WHEREAS, the parties entered into a Master Purchase Agreement dated February
27, 1999 for the purchase of various products and services to be used in
connection with the communication services, products and networks of Company
("Agreement");
WHEREAS, in order to provide such Products and Services, the parties agree to
amend the Agreement as set forth herein.
NOW, THEREFORE, the parties hereto do hereby agree to amend the Agreement as
follows:
1. Section 2.2 of the Agreement is hereby deleted and replaced in its
entirety as follows:
During the Term, Company commits to purchase Products and/or Services as
identified in Attachment 1 to Product Annex A.1 and Attachment 1 to Product
Annex A.2, including any Products and/or Services, agreed upon by the
parties, associated with such Products and/or Services as identified in
Attachment 1 to Product Annex A.1 and Attachment 1 to Product Annex A.2, to
be shipped to the locations specified with the Order ("Sites") in the
aggregate amount totaling thirty million dollars ($30,000,000) ("Committed
Products") and as long as the Credit Agreement is in effect, Nortel
Networks agrees to Accept at least five million dollars ($5,000,000) in
Customer Orders for such Committed Products.

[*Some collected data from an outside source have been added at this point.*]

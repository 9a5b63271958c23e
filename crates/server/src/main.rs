use rustful_server::ServerConfig;
use tracing_subscriber::{layer::SubscriberExt, util::SubscriberInitExt};

#[tokio::main]
async fn main() -> anyhow::Result<()> {
    // Load .env file (optional - won't fail if missing)
    dotenvy::dotenv().ok();

    tracing_subscriber::registry()
        .with(tracing_subscriber::fmt::layer())
        .with(
            tracing_subscriber::EnvFilter::try_from_default_env().unwrap_or_else(|_| {
                "rustful_server=info,forecast=info,data=info,tower_http=info".into()
            }),
        )
        .init();

    let config = ServerConfig::from_env()?;
    rustful_server::serve(config).await
}
//! Time series prediction algorithms
//!
//! This crate provides the forecasting models behind the forecast studio,
//! organized by category:
//!
//! - [`smoothing`]: Holt-Winters triple exponential smoothing
//! - [`regression`]: Decomposable trend + Fourier seasonality regression
//! - [`utils`]: Metrics and small linear algebra helpers
//!
//! ## Example
//!
//! ```rust
//! use algorithm::prelude::*;
//!
//! let data: Vec<f64> = (0..36)
//!     .map(|i| 100.0 + i as f64 + 10.0 * ((i % 12) as f64 / 12.0 * std::f64::consts::TAU).sin())
//!     .collect();
//! let mut model = HoltWinters::new(0.3, 0.1, 0.2, 12).unwrap();
//! model.fit(&data).unwrap();
//! let forecast = model.predict(6).unwrap();
//! assert_eq!(forecast.len(), 6);
//! ```

pub mod regression;
pub mod smoothing;
pub mod utils;

pub use algorithm_spi::{FittedValues, Predictor, Result, TimeIndexedPredictor, TsError};

// Re-export for convenience
pub use regression::*;
pub use smoothing::*;

/// Prelude module for convenient imports
pub mod prelude {
    pub use crate::{FittedValues, Predictor, TimeIndexedPredictor};
    // Smoothing
    pub use crate::smoothing::HoltWinters;
    // Regression
    pub use crate::regression::{DecomposableConfig, DecomposableModel, SeasonalityMode};
    // Error types
    pub use crate::{Result, TsError};
}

During each year of the Term
the Commitment may be reduced pursuant to Section 3.3. Company commits to
purchase a minimum amount of ten million dollars ($10,000,000) of the
Committed Products for a total minimum commitment of thirty million dollars
($30,000,000) ("Commitment"). The Committed Products shall be purchased
under the terms and conditions of this Agreement and the financing
associated with such purchase shall be governed by the provisions of the
Credit Agreement. In addition during the Term, Company may purchase up to
two hundred million dollars ($200,000,000) of products, such as High Speed
service and similar, from Nortel Networks, and if Company should be awarded
the such business by the State University of New York, Company agrees that
Nortel Networks will be the primary supplier of related products and
services.
Except as expressly amended above, all provisions of the Agreement shall remain
unchanged and in full force and effect.
IN WITNESS WHEREOF, the parties have executed this Amendment as of the date
first set forth above.
NORTEL NETWORKS INC. TELERGY NETWORK SERVICES, INC.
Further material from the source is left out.